**Action item**
In the records below, find the lines that include "model" and copy each.

━━━━━ Provided records ━━━━━

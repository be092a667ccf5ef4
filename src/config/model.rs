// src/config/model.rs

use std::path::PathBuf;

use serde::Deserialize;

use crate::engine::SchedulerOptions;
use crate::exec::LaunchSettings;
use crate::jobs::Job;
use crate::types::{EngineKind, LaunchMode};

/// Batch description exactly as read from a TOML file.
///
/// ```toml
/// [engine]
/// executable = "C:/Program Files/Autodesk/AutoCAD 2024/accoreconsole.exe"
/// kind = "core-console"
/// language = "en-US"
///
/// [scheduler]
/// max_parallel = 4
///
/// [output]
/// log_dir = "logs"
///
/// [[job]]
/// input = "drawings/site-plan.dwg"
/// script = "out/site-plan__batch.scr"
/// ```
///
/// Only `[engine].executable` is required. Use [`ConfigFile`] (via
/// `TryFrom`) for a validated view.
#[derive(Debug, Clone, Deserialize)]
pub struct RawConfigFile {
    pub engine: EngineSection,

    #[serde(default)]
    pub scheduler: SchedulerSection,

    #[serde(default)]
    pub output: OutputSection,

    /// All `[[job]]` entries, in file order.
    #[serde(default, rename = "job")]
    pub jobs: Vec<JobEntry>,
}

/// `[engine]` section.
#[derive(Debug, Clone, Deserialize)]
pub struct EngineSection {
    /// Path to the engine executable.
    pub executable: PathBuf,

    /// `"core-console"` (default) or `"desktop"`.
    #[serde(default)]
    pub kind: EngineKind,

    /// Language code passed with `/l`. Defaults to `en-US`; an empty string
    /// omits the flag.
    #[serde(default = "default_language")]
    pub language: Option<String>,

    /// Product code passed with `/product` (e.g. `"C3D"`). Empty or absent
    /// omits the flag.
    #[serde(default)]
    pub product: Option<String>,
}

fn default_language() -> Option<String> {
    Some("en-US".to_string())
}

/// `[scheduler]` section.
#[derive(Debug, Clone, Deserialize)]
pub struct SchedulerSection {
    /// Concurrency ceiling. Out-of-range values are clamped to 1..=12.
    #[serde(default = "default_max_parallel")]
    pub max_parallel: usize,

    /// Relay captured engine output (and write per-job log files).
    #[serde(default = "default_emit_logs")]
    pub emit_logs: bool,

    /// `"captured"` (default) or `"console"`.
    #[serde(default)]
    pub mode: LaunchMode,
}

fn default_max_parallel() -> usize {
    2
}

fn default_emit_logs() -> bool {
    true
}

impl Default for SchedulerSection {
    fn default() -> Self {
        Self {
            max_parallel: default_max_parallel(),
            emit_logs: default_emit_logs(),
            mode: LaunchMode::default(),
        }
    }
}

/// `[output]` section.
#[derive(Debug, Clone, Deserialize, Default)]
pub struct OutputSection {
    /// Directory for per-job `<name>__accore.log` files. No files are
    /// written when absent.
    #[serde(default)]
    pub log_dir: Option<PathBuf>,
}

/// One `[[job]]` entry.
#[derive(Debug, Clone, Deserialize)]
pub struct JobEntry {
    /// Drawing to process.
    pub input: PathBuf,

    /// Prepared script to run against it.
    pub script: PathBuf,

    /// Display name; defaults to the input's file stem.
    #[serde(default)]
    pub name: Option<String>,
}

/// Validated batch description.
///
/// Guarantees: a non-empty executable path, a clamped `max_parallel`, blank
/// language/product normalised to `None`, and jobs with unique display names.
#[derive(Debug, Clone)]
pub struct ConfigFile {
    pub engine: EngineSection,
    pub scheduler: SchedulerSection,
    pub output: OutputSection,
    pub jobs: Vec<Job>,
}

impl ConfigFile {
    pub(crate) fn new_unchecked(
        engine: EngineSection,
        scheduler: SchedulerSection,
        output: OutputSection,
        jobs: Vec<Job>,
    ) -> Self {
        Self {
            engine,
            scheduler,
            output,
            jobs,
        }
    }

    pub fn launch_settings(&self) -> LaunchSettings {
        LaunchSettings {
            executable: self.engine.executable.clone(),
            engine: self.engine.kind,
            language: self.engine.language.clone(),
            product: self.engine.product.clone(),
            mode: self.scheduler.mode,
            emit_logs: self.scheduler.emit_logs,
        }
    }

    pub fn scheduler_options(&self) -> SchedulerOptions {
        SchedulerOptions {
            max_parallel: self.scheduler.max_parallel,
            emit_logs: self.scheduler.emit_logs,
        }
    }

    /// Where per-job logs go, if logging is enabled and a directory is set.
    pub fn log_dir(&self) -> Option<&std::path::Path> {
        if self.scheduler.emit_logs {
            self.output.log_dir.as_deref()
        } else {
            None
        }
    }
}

━━━━━

**Task answer**
filename src/config/model.rs
// src/config/model.rs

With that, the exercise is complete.